Nonrheumatic mitral valve annulus calcification (MAC) is characterized by the deposition of calcium in the annulus of the mitral valve, which can lead to functional impairment of the valve. Clinically, patients may present with symptoms of heart failure, such as dyspnea, fatigue, and palpitations, particularly in advanced cases. The mitral valve annulus is the fibrous ring that supports the mitral valve leaflets, and calcification can disrupt normal valve function, potentially leading to mitral regurgitation or stenosis. Disease progression may be asymptomatic initially, but as calcification increases, it can compromise hemodynamics and result in significant cardiovascular morbidity. Diagnostic considerations include echocardiography, which can visualize the degree of calcification and assess the functional status of the mitral valve. Other imaging modalities, such as CT scans, may also be utilized for detailed anatomical assessment. It is essential to differentiate MAC from rheumatic heart disease and other valvular pathologies to ensure appropriate management.

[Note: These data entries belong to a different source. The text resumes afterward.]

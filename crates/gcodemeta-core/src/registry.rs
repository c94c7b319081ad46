//! Attribute registry
//!
//! The registry is the fixed schema of extractable attributes. It is built
//! once, shared read-only (usually behind an `Arc`) and never mutated.
//! Every [`MetadataRecord`](crate::MetadataRecord) carries exactly the keys
//! of the registry it was created from.

use crate::error::ConfigError;
use crate::units::Unit;
use crate::value::ValueKind;

/// Attribute names of the standard registry
pub mod attr {
    pub const NAME: &str = "name";
    pub const SLICER: &str = "slicer";
    pub const PRINTER_MODEL: &str = "printer_model";
    pub const MATERIAL: &str = "material";
    pub const ESTIMATED_TIME: &str = "estimated_time";
    pub const ESTIMATED_TIME_SILENT: &str = "estimated_time_silent";
    pub const LAYER_HEIGHT: &str = "layer_height";
    pub const FIRST_LAYER_HEIGHT: &str = "first_layer_height";
    pub const NOZZLE_DIAMETER: &str = "nozzle_diameter";
    pub const FILL_DENSITY: &str = "fill_density";
    pub const BRIM_WIDTH: &str = "brim_width";
    pub const SUPPORT_MATERIAL: &str = "support_material";
    pub const IRONING: &str = "ironing";
    pub const LAYER_COUNT: &str = "layer_count";
    pub const LAYER_INFO_PRESENT: &str = "layer_info_present";
    pub const FILAMENT_USED_MM: &str = "filament_used_mm";
    pub const FILAMENT_USED_G: &str = "filament_used_g";
    pub const FILAMENT_USED_CM3: &str = "filament_used_cm3";
    pub const FILAMENT_COST: &str = "filament_cost";
    pub const TEMPERATURE: &str = "temperature";
    pub const BED_TEMPERATURE: &str = "bed_temperature";
    pub const FILAMENT_USED_MM_PER_TOOL: &str = "filament_used_mm_per_tool";
    pub const FILAMENT_USED_G_PER_TOOL: &str = "filament_used_g_per_tool";
    pub const FILAMENT_USED_CM3_PER_TOOL: &str = "filament_used_cm3_per_tool";
    pub const FILAMENT_COST_PER_TOOL: &str = "filament_cost_per_tool";
    pub const TEMPERATURE_PER_TOOL: &str = "temperature_per_tool";
    pub const BED_TEMPERATURE_PER_TOOL: &str = "bed_temperature_per_tool";
    pub const NOZZLE_DIAMETER_PER_TOOL: &str = "nozzle_diameter_per_tool";
    pub const MATERIAL_PER_TOOL: &str = "material_per_tool";
    pub const EXTRUDER_COLOUR_PER_TOOL: &str = "extruder_colour_per_tool";
}

/// Slicers recognized by the built-in dialects
pub const SLICERS: &[&str] = &["PrusaSlicer", "SuperSlicer", "Slic3r", "Cura", "Simplify3D"];

/// Declaration of one extractable attribute
#[derive(Debug, Clone, Copy, PartialEq, Eq)]
pub struct AttributeSpec {
    /// Registry key
    pub name: &'static str,
    /// Semantic type
    pub kind: ValueKind,
    /// Optional hint for parsers, e.g. the slicer key it usually comes from
    pub hint: Option<&'static str>,
    /// Human-readable description
    pub description: &'static str,
}

impl AttributeSpec {
    /// Declare an attribute without a parser hint
    pub const fn new(name: &'static str, kind: ValueKind, description: &'static str) -> Self {
        Self {
            name,
            kind,
            hint: None,
            description,
        }
    }

    /// Attach a parser hint
    pub const fn with_hint(mut self, hint: &'static str) -> Self {
        self.hint = Some(hint);
        self
    }

    /// Unit of numeric attributes
    pub fn unit(&self) -> Option<Unit> {
        self.kind.unit()
    }
}

/// Ordered, immutable set of attribute declarations
#[derive(Debug, Clone, PartialEq, Eq)]
pub struct AttributeRegistry {
    specs: Vec<AttributeSpec>,
}

impl AttributeRegistry {
    /// Build a registry from declarations, rejecting duplicate names
    pub fn new(specs: Vec<AttributeSpec>) -> Result<Self, ConfigError> {
        for (index, spec) in specs.iter().enumerate() {
            if specs[..index].iter().any(|earlier| earlier.name == spec.name) {
                return Err(ConfigError::DuplicateAttribute(spec.name.to_string()));
            }
        }
        Ok(Self { specs })
    }

    /// The built-in registry used by the standard dialects
    pub fn standard() -> Self {
        use attr::*;
        use ValueKind::*;

        let specs = vec![
            AttributeSpec::new(NAME, Text, "Model name"),
            AttributeSpec::new(SLICER, Choice(SLICERS), "Slicer that produced the file"),
            AttributeSpec::new(PRINTER_MODEL, Text, "Target printer model")
                .with_hint("printer_model"),
            AttributeSpec::new(MATERIAL, Text, "Filament material").with_hint("filament_type"),
            AttributeSpec::new(ESTIMATED_TIME, Duration, "Estimated print time")
                .with_hint("estimated printing time (normal mode)"),
            AttributeSpec::new(ESTIMATED_TIME_SILENT, Duration, "Estimated print time in silent mode")
                .with_hint("estimated printing time (silent mode)"),
            AttributeSpec::new(LAYER_HEIGHT, Quantity(Unit::Millimeter), "Layer height"),
            AttributeSpec::new(FIRST_LAYER_HEIGHT, Quantity(Unit::Millimeter), "First layer height"),
            AttributeSpec::new(NOZZLE_DIAMETER, Quantity(Unit::Millimeter), "Nozzle diameter"),
            AttributeSpec::new(FILL_DENSITY, Quantity(Unit::Percent), "Infill density"),
            AttributeSpec::new(BRIM_WIDTH, Quantity(Unit::Millimeter), "Brim width"),
            AttributeSpec::new(SUPPORT_MATERIAL, Flag, "Supports enabled"),
            AttributeSpec::new(IRONING, Flag, "Ironing enabled"),
            AttributeSpec::new(LAYER_COUNT, Quantity(Unit::Count), "Number of layers"),
            AttributeSpec::new(LAYER_INFO_PRESENT, Flag, "Layer change markers present"),
            AttributeSpec::new(FILAMENT_USED_MM, Quantity(Unit::Millimeter), "Filament length")
                .with_hint("filament used [mm]"),
            AttributeSpec::new(FILAMENT_USED_G, Quantity(Unit::Gram), "Filament weight")
                .with_hint("filament used [g]"),
            AttributeSpec::new(FILAMENT_USED_CM3, Quantity(Unit::CubicCentimeter), "Filament volume")
                .with_hint("filament used [cm3]"),
            AttributeSpec::new(FILAMENT_COST, Quantity(Unit::Currency), "Filament cost"),
            AttributeSpec::new(TEMPERATURE, Quantity(Unit::Celsius), "Nozzle temperature"),
            AttributeSpec::new(BED_TEMPERATURE, Quantity(Unit::Celsius), "Bed temperature"),
            AttributeSpec::new(FILAMENT_USED_MM_PER_TOOL, PerTool(Unit::Millimeter), "Filament length per tool"),
            AttributeSpec::new(FILAMENT_USED_G_PER_TOOL, PerTool(Unit::Gram), "Filament weight per tool"),
            AttributeSpec::new(FILAMENT_USED_CM3_PER_TOOL, PerTool(Unit::CubicCentimeter), "Filament volume per tool"),
            AttributeSpec::new(FILAMENT_COST_PER_TOOL, PerTool(Unit::Currency), "Filament cost per tool"),
            AttributeSpec::new(TEMPERATURE_PER_TOOL, PerTool(Unit::Celsius), "Nozzle temperature per tool"),
            AttributeSpec::new(BED_TEMPERATURE_PER_TOOL, PerTool(Unit::Celsius), "Bed temperature per tool"),
            AttributeSpec::new(NOZZLE_DIAMETER_PER_TOOL, PerTool(Unit::Millimeter), "Nozzle diameter per tool"),
            AttributeSpec::new(MATERIAL_PER_TOOL, TextList, "Filament material per tool"),
            AttributeSpec::new(EXTRUDER_COLOUR_PER_TOOL, TextList, "Extruder colour per tool"),
        ];

        Self { specs }
    }

    /// Look up an attribute by name
    pub fn get(&self, name: &str) -> Option<&AttributeSpec> {
        self.specs.iter().find(|spec| spec.name == name)
    }

    /// Check whether `name` is a registry key
    pub fn contains(&self, name: &str) -> bool {
        self.get(name).is_some()
    }

    /// Iterate declarations in declaration order
    pub fn iter(&self) -> impl Iterator<Item = &AttributeSpec> {
        self.specs.iter()
    }

    /// Attribute names in declaration order
    pub fn names(&self) -> impl Iterator<Item = &'static str> + '_ {
        self.specs.iter().map(|spec| spec.name)
    }

    pub fn len(&self) -> usize {
        self.specs.len()
    }

    pub fn is_empty(&self) -> bool {
        self.specs.is_empty()
    }
}

impl Default for AttributeRegistry {
    fn default() -> Self {
        Self::standard()
    }
}
//! Embedded preview images
//!
//! PrusaSlicer and compatible slicers embed previews as base64 text between
//! `; thumbnail begin WxH LEN` and `; thumbnail end`, one chunk per comment
//! line. `thumbnail_JPG` and `thumbnail_QOI` variants carry other formats.

use std::fmt;
use std::sync::OnceLock;

use base64::{engine::general_purpose, Engine as _};
use regex::Regex;
use serde::{Serialize, Serializer};

fn begin_regex() -> &'static Regex {
    static BEGIN: OnceLock<Regex> = OnceLock::new();
    BEGIN.get_or_init(|| {
        Regex::new(r"^;\s*thumbnail(?:_(?P<format>PNG|JPG|QOI))? begin\s+(?P<width>\d+)x(?P<height>\d+)\s+(?P<size>\d+)")
            .expect("invalid thumbnail begin pattern")
    })
}

fn end_regex() -> &'static Regex {
    static END: OnceLock<Regex> = OnceLock::new();
    END.get_or_init(|| {
        Regex::new(r"^;\s*thumbnail(?:_(?:PNG|JPG|QOI))? end").expect("invalid thumbnail end pattern")
    })
}

/// Image encoding of a thumbnail
#[derive(Debug, Clone, Copy, PartialEq, Eq, Hash, Serialize)]
#[serde(rename_all = "lowercase")]
pub enum ThumbnailFormat {
    Png,
    Jpg,
    Qoi,
}

impl ThumbnailFormat {
    fn from_marker(marker: Option<&str>) -> Self {
        match marker {
            Some("JPG") => Self::Jpg,
            Some("QOI") => Self::Qoi,
            _ => Self::Png,
        }
    }
}

impl fmt::Display for ThumbnailFormat {
    fn fmt(&self, f: &mut fmt::Formatter<'_>) -> fmt::Result {
        match self {
            Self::Png => write!(f, "PNG"),
            Self::Jpg => write!(f, "JPG"),
            Self::Qoi => write!(f, "QOI"),
        }
    }
}

/// A decoded preview image
#[derive(Debug, Clone, PartialEq, Eq, Serialize)]
pub struct Thumbnail {
    pub width: u32,
    pub height: u32,
    pub format: ThumbnailFormat,
    /// Decoded image bytes, serialized back as base64
    #[serde(serialize_with = "as_base64")]
    pub data: Vec<u8>,
}

impl Thumbnail {
    /// Identifier such as `220x124_PNG`, unique within one file
    pub fn key(&self) -> String {
        format!("{}x{}_{}", self.width, self.height, self.format)
    }
}

fn as_base64<S: Serializer>(data: &[u8], serializer: S) -> Result<S::Ok, S::Error> {
    serializer.serialize_str(&general_purpose::STANDARD.encode(data))
}

fn is_base64_chunk(chunk: &str) -> bool {
    chunk
        .bytes()
        .all(|b| b.is_ascii_alphanumeric() || matches!(b, b'+' | b'/' | b'='))
}

#[derive(Debug)]
struct Pending {
    width: u32,
    height: u32,
    format: ThumbnailFormat,
    declared_len: usize,
    encoded: String,
}

/// Line-fed state machine that assembles thumbnails
///
/// Feed every comment line through [`ThumbnailCollector::feed`]; it returns
/// `true` for lines that belong to a thumbnail block so callers can skip
/// further processing of image data.
#[derive(Debug, Default)]
pub struct ThumbnailCollector {
    pending: Option<Pending>,
    done: Vec<Thumbnail>,
}

impl ThumbnailCollector {
    pub fn new() -> Self {
        Self::default()
    }

    /// Offer one comment line, returns whether the line was consumed
    pub fn feed(&mut self, line: &str) -> bool {
        let line = line.trim_start();

        if let Some(caps) = begin_regex().captures(line) {
            if let Some(abandoned) = self.pending.take() {
                tracing::warn!(
                    "Thumbnail {}x{} has no end marker, discarding",
                    abandoned.width,
                    abandoned.height
                );
            }
            // digits only, so a parse failure means overflow
            let (Ok(width), Ok(height), Ok(declared_len)) = (
                caps["width"].parse::<u32>(),
                caps["height"].parse::<u32>(),
                caps["size"].parse::<usize>(),
            ) else {
                return true;
            };
            self.pending = Some(Pending {
                width,
                height,
                format: ThumbnailFormat::from_marker(caps.name("format").map(|m| m.as_str())),
                declared_len,
                encoded: String::new(),
            });
            return true;
        }

        if end_regex().is_match(line) {
            if let Some(pending) = self.pending.take() {
                self.finish(pending);
            }
            return true;
        }

        let Some(pending) = self.pending.as_mut() else {
            return false;
        };

        let chunk = line.trim_start_matches(';').trim();
        if !is_base64_chunk(chunk) {
            // ordinary comment text, the block was never closed
            tracing::warn!(
                "Thumbnail {}x{} interrupted by {:?}, discarding",
                pending.width,
                pending.height,
                line
            );
            self.pending = None;
            return false;
        }

        if pending.encoded.len() + chunk.len() > pending.declared_len {
            tracing::warn!(
                "Thumbnail {}x{} exceeds its declared {} bytes, discarding",
                pending.width,
                pending.height,
                pending.declared_len
            );
            self.pending = None;
            return true;
        }

        pending.encoded.push_str(chunk);
        true
    }

    fn finish(&mut self, pending: Pending) {
        if pending.encoded.len() != pending.declared_len {
            tracing::warn!(
                "Thumbnail {}x{} declares {} bytes but carries {}, discarding",
                pending.width,
                pending.height,
                pending.declared_len,
                pending.encoded.len()
            );
            return;
        }

        let data = match general_purpose::STANDARD.decode(pending.encoded.as_bytes()) {
            Ok(data) => data,
            Err(e) => {
                tracing::warn!(
                    "Thumbnail {}x{} is not valid base64: {}",
                    pending.width,
                    pending.height,
                    e
                );
                return;
            }
        };

        let thumbnail = Thumbnail {
            width: pending.width,
            height: pending.height,
            format: pending.format,
            data,
        };
        if self.done.iter().any(|t| t.key() == thumbnail.key()) {
            tracing::debug!("Duplicate thumbnail {} ignored", thumbnail.key());
            return;
        }
        self.done.push(thumbnail);
    }

    /// Drop a thumbnail that is still being assembled
    pub fn abandon(&mut self) {
        if let Some(abandoned) = self.pending.take() {
            tracing::debug!(
                "Thumbnail {}x{} ends without an end marker, discarding",
                abandoned.width,
                abandoned.height
            );
        }
    }

    /// True while inside an unterminated thumbnail block
    pub fn in_progress(&self) -> bool {
        self.pending.is_some()
    }

    /// Completed thumbnails in file order
    pub fn into_thumbnails(mut self) -> Vec<Thumbnail> {
        self.abandon();
        self.done
    }
}
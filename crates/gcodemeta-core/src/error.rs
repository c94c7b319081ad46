//! Error handling for gcodemeta
//!
//! Only I/O faults are fatal to an extraction. Pattern-match failures and
//! normalization failures never surface here; they degrade to absent
//! attributes inside the parsers.
//!
//! All error types use `thiserror` for ergonomic error handling.

use std::io;
use std::path::PathBuf;
use thiserror::Error;

/// Extraction error type
///
/// Fatal to the pipeline run for one file. No partial record accompanies it.
#[derive(Error, Debug)]
pub enum ExtractError {
    /// The file cannot be opened or read at all
    #[error("Cannot read file {path:?}: {source}")]
    Unreadable {
        /// The file that could not be read.
        path: PathBuf,
        /// The underlying I/O error.
        source: io::Error,
    },

    /// Reading a declared window bound failed part-way through
    #[error("Read of {expected} bytes at offset {offset} in {path:?} was cut short: {source}")]
    Truncated {
        /// The file being read.
        path: PathBuf,
        /// Absolute byte offset where the window starts.
        offset: u64,
        /// Number of bytes the window declared.
        expected: usize,
        /// The underlying I/O error.
        source: io::Error,
    },

    /// File name does not carry a recognized G-code extension
    #[error("Unsupported file type: {path:?}")]
    UnsupportedFileType {
        /// The rejected path.
        path: PathBuf,
    },
}

impl ExtractError {
    /// Wrap an I/O error raised while opening or sizing `path`
    pub fn unreadable(path: impl Into<PathBuf>, source: io::Error) -> Self {
        Self::Unreadable {
            path: path.into(),
            source,
        }
    }

    /// Check if this error came from an I/O fault
    pub fn is_io(&self) -> bool {
        matches!(self, Self::Unreadable { .. } | Self::Truncated { .. })
    }
}

/// Errors related to scan configuration validation.
#[derive(Error, Debug, Clone, PartialEq, Eq)]
pub enum ConfigError {
    /// A window bound is zero or unreasonably large.
    #[error("Value out of range for '{key}': {value}")]
    ValueOutOfRange { key: String, value: String },

    /// The comment marker is empty.
    #[error("Comment marker must not be empty")]
    EmptyCommentMarker,

    /// The comment marker starts with whitespace and could never match.
    #[error("Comment marker must not start with whitespace: {0:?}")]
    PaddedCommentMarker(String),

    /// A required attribute is not part of the registry.
    #[error("Unknown attribute: {0}")]
    UnknownAttribute(String),

    /// An attribute name was declared twice in a registry.
    #[error("Duplicate attribute: {0}")]
    DuplicateAttribute(String),
}

/// Result type using ExtractError
pub type Result<T> = std::result::Result<T, ExtractError>;
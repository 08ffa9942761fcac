use async_trait::async_trait;
use serde::Deserialize;
use serde_json::{json, Value};

use crate::errors::{AgentError, AgentResult};
use crate::models::tool::Tool;
use crate::tools::ToolHandler;

pub struct CalculatorTool;

#[derive(Deserialize)]
#[serde(deny_unknown_fields)]
struct CalculatorArgs {
    expression: String,
}

#[async_trait]
impl ToolHandler for CalculatorTool {
    fn definition(&self) -> Tool {
        Tool::new(
            "calculator",
            "Evaluate an arithmetic expression. Supports +, -, *, /, ^ and parentheses.",
            json!({
                "type": "object",
                "properties": {
                    "expression": {
                        "type": "string",
                        "description": "The expression to evaluate, e.g. '25 * 47'"
                    }
                },
                "required": ["expression"]
            }),
        )
    }

    async fn call(&self, arguments: Value) -> AgentResult<String> {
        let args: CalculatorArgs = serde_json::from_value(arguments)
            .map_err(|e| AgentError::InvalidParameters(e.to_string()))?;

        let value = evaluate(&args.expression).map_err(AgentError::ExecutionError)?;
        Ok(format_number(value))
    }
}

/// Integer results render without a trailing `.0` so `25 * 47` reads `1175`.
fn format_number(value: f64) -> String {
    if value.fract() == 0.0 && value.abs() < 1e15 {
        format!("{}", value as i64)
    } else {
        format!("{}", value)
    }
}

struct Parser<'a> {
    chars: std::iter::Peekable<std::str::Chars<'a>>,
}

/// Recursive-descent evaluation over the usual precedence ladder:
/// addition/subtraction, multiplication/division, then right-associative
/// exponentiation and unary minus.
fn evaluate(expression: &str) -> Result<f64, String> {
    let mut parser = Parser {
        chars: expression.chars().peekable(),
    };
    let value = parser.expr()?;
    parser.skip_spaces();
    match parser.chars.peek() {
        None => Ok(value),
        Some(c) => Err(format!("unexpected character '{}'", c)),
    }
}

impl<'a> Parser<'a> {
    fn skip_spaces(&mut self) {
        while matches!(self.chars.peek(), Some(c) if c.is_whitespace()) {
            self.chars.next();
        }
    }

    fn expr(&mut self) -> Result<f64, String> {
        let mut value = self.term()?;
        loop {
            self.skip_spaces();
            match self.chars.peek() {
                Some('+') => {
                    self.chars.next();
                    value += self.term()?;
                }
                Some('-') => {
                    self.chars.next();
                    value -= self.term()?;
                }
                _ => return Ok(value),
            }
        }
    }

    fn term(&mut self) -> Result<f64, String> {
        let mut value = self.power()?;
        loop {
            self.skip_spaces();
            match self.chars.peek() {
                Some('*') => {
                    self.chars.next();
                    value *= self.power()?;
                }
                Some('/') => {
                    self.chars.next();
                    let divisor = self.power()?;
                    if divisor == 0.0 {
                        return Err("division by zero".to_string());
                    }
                    value /= divisor;
                }
                _ => return Ok(value),
            }
        }
    }

    fn power(&mut self) -> Result<f64, String> {
        let base = self.factor()?;
        self.skip_spaces();
        if let Some('^') = self.chars.peek() {
            self.chars.next();
            // Right-associative: 2 ^ 3 ^ 2 is 2 ^ (3 ^ 2).
            let exponent = self.power()?;
            return Ok(base.powf(exponent));
        }
        Ok(base)
    }

    fn factor(&mut self) -> Result<f64, String> {
        self.skip_spaces();
        match self.chars.peek() {
            Some('-') => {
                self.chars.next();
                Ok(-self.factor()?)
            }
            Some('(') => {
                self.chars.next();
                let value = self.expr()?;
                self.skip_spaces();
                match self.chars.next() {
                    Some(')') => Ok(value),
                    _ => Err("missing closing parenthesis".to_string()),
                }
            }
            Some(c) if c.is_ascii_digit() || *c == '.' => self.number(),
            Some(c) => Err(format!("unexpected character '{}'", c)),
            None => Err("unexpected end of expression".to_string()),
        }
    }

    fn number(&mut self) -> Result<f64, String> {
        let mut raw = String::new();
        while matches!(self.chars.peek(), Some(c) if c.is_ascii_digit() || *c == '.') {
            raw.push(self.chars.next().unwrap());
        }
        raw.parse::<f64>()
            .map_err(|_| format!("invalid number '{}'", raw))
    }
}
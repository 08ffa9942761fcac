use anyhow::{anyhow, Context, Result};
use std::fs::{self, File};
use std::io::{BufWriter, Write};
use std::path::{Path, PathBuf};

use slo_agent::models::message::Message;

/// Directory holding one JSONL file per recorded session.
pub fn ensure_session_dir() -> Result<PathBuf> {
    let home_dir =
        dirs::home_dir().ok_or_else(|| anyhow!("Could not determine home directory"))?;
    let sessions = home_dir.join(".config").join("slo-agent").join("sessions");
    fs::create_dir_all(&sessions)?;
    Ok(sessions)
}

/// Resolve a session name (generated when absent) to its JSONL file path.
pub fn session_path(session_dir: &Path, name: Option<&str>) -> PathBuf {
    let name = match name {
        Some(name) => name.to_string(),
        None => uuid::Uuid::new_v4().to_string(),
    };
    session_dir.join(format!("{}.jsonl", name))
}

pub fn readable_session_file(session_file: &Path) -> Result<File> {
    fs::OpenOptions::new()
        .read(true)
        .write(true)
        .create(true)
        .truncate(false)
        .open(session_file)
        .with_context(|| format!("Failed to open session file {}", session_file.display()))
}

/// Rewrite the session file with the full message log, one JSON document
/// per line.
pub fn persist_messages(session_file: &Path, messages: &[Message]) -> Result<()> {
    write_messages(File::create(session_file)?, messages)
}

pub(crate) fn write_messages(file: File, messages: &[Message]) -> Result<()> {
    let mut writer = BufWriter::new(file);
    for message in messages {
        serde_json::to_writer(&mut writer, message)?;
        writeln!(writer)?;
    }
    writer.flush()?;
    Ok(())
}
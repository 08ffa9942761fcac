use super::{
    base::Provider, configs::ProviderConfig, openai::OpenAiProvider, vllm::VllmProvider,
    watsonx::WatsonxProvider,
};
use anyhow::Result;

pub fn get_provider(config: ProviderConfig) -> Result<Box<dyn Provider + Send + Sync>> {
    match config {
        ProviderConfig::OpenAi(openai_config) => Ok(Box::new(OpenAiProvider::new(openai_config)?)),
        ProviderConfig::Watsonx(watsonx_config) => {
            Ok(Box::new(WatsonxProvider::new(watsonx_config)?))
        }
        ProviderConfig::Vllm(vllm_config) => Ok(Box::new(VllmProvider::new(vllm_config)?)),
    }
}
use crate::config::{ConfigError, LlmConfig, LlmProvider};

// Unified enum to wrap different provider configurations
#[derive(Debug, Clone)]
pub enum ProviderConfig {
    OpenAi(OpenAiProviderConfig),
    Watsonx(WatsonxProviderConfig),
    Vllm(VllmProviderConfig),
}

// Define specific config structs for each provider
#[derive(Debug, Clone)]
pub struct OpenAiProviderConfig {
    pub host: String,
    pub api_key: String,
    pub model: String,
    pub temperature: Option<f32>,
}

#[derive(Debug, Clone)]
pub struct WatsonxProviderConfig {
    pub url: String,
    pub api_key: String,
    pub project_id: String,
    pub model: String,
    pub temperature: Option<f32>,
}

#[derive(Debug, Clone)]
pub struct VllmProviderConfig {
    pub api_base: String,
    pub api_key: String,
    pub model: String,
    pub temperature: Option<f32>,
}

impl ProviderConfig {
    /// Project resolved LLM settings onto the selected provider's transport
    /// parameters.
    pub fn from_llm_config(config: &LlmConfig) -> Result<Self, ConfigError> {
        let missing = |var: &str| ConfigError::MissingCredential {
            provider: config.provider.to_string(),
            var: var.to_string(),
        };
        match config.provider {
            LlmProvider::OpenAi => Ok(ProviderConfig::OpenAi(OpenAiProviderConfig {
                host: config.openai_host.clone(),
                api_key: config
                    .openai_api_key
                    .clone()
                    .ok_or_else(|| missing("OPENAI_API_KEY"))?,
                model: config.model_name.clone(),
                temperature: Some(config.temperature),
            })),
            LlmProvider::Watsonx => Ok(ProviderConfig::Watsonx(WatsonxProviderConfig {
                url: config.watsonx_url.clone(),
                api_key: config
                    .watsonx_api_key
                    .clone()
                    .ok_or_else(|| missing("WATSONX_API_KEY"))?,
                project_id: config
                    .watsonx_project_id
                    .clone()
                    .ok_or_else(|| missing("WATSONX_PROJECT_ID"))?,
                model: config.model_name.clone(),
                temperature: Some(config.temperature),
            })),
            LlmProvider::Vllm => Ok(ProviderConfig::Vllm(VllmProviderConfig {
                api_base: config
                    .vllm_api_base
                    .clone()
                    .ok_or_else(|| missing("VLLM_API_BASE"))?,
                api_key: config.vllm_api_key.clone(),
                model: config.model_name.clone(),
                temperature: Some(config.temperature),
            })),
        }
    }
}
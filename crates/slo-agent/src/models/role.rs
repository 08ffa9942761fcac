use serde::{Deserialize, Serialize};

/// Who produced a message in the conversation.
///
/// Tool results are their own role: on the OpenAI-compatible wire they are
/// sent as `"role": "tool"` entries tied back to the originating call id.
#[derive(Debug, Clone, Copy, PartialEq, Eq, Serialize, Deserialize)]
#[serde(rename_all = "lowercase")]
pub enum Role {
    User,
    Assistant,
    Tool,
}
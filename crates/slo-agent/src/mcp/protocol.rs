//! MCP wire types, client side.
//!
//! MCP is JSON-RPC 2.0 with specific method names and schemas; the stdio
//! transport frames one JSON message per line.

use serde::{Deserialize, Serialize};
use serde_json::{json, Value};

/// JSON-RPC version string
pub const JSONRPC_VERSION: &str = "2.0";

/// MCP protocol version we speak
pub const MCP_PROTOCOL_VERSION: &str = "2024-11-05";

pub mod methods {
    // Lifecycle
    pub const INITIALIZE: &str = "initialize";
    pub const INITIALIZED: &str = "notifications/initialized";

    // Tools
    pub const TOOLS_CALL: &str = "tools/call";
}

/// Outgoing request; the id correlates the eventual response.
#[derive(Debug, Clone, Serialize)]
pub struct JsonRpcRequest {
    pub jsonrpc: String,
    pub id: i64,
    pub method: String,
    #[serde(skip_serializing_if = "Option::is_none")]
    pub params: Option<Value>,
}

impl JsonRpcRequest {
    pub fn new(id: i64, method: &str, params: Option<Value>) -> Self {
        Self {
            jsonrpc: JSONRPC_VERSION.to_string(),
            id,
            method: method.to_string(),
            params,
        }
    }
}

/// One-way message; carries no id and gets no response.
#[derive(Debug, Clone, Serialize)]
pub struct JsonRpcNotification {
    pub jsonrpc: String,
    pub method: String,
    #[serde(skip_serializing_if = "Option::is_none")]
    pub params: Option<Value>,
}

impl JsonRpcNotification {
    pub fn new(method: &str, params: Option<Value>) -> Self {
        Self {
            jsonrpc: JSONRPC_VERSION.to_string(),
            method: method.to_string(),
            params,
        }
    }
}

/// Incoming frame. Server-initiated notifications decode with every field
/// absent and are skipped by the reader.
#[derive(Debug, Clone, Deserialize)]
pub struct JsonRpcResponse {
    #[serde(default)]
    pub jsonrpc: Option<String>,
    #[serde(default)]
    pub id: Option<i64>,
    #[serde(default)]
    pub result: Option<Value>,
    #[serde(default)]
    pub error: Option<RpcError>,
}

#[derive(Debug, Clone, Deserialize)]
pub struct RpcError {
    pub code: i64,
    pub message: String,
    #[serde(default)]
    pub data: Option<Value>,
}

/// Parameters of the capability handshake performed once per session.
pub fn initialize_params() -> Value {
    json!({
        "protocolVersion": MCP_PROTOCOL_VERSION,
        "capabilities": {},
        "clientInfo": {
            "name": "slo-agent",
            "version": env!("CARGO_PKG_VERSION"),
        }
    })
}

Standard ICD-10-CM documentation requirements apply
Various clinical presentations within this specialty area
Follow specialty-specific billing guidelines
Standard ICD-10-CM documentation requirements apply
Various clinical presentations within this specialty area
Follow specialty-specific billing guidelines
I34.81 specifically covers nonrheumatic mitral valve annulus calcification, which is distinct from rheumatic conditions and other valvular diseases. It is characterized by calcium deposits in the mitral valve annulus without a history of rheumatic fever.
I34.81 should be used when there is clear evidence of calcification of the mitral valve annulus without rheumatic involvement. It is important to differentiate it from other mitral valve disorders such as I34.0 and I34.2 based on clinical findings and imaging results.
Documentation should include clinical symptoms, results of echocardiography or other imaging studies showing calcification, and any functional impairment of the mitral valve. Detailed notes on the patient's history and any relevant comorbidities are also essential.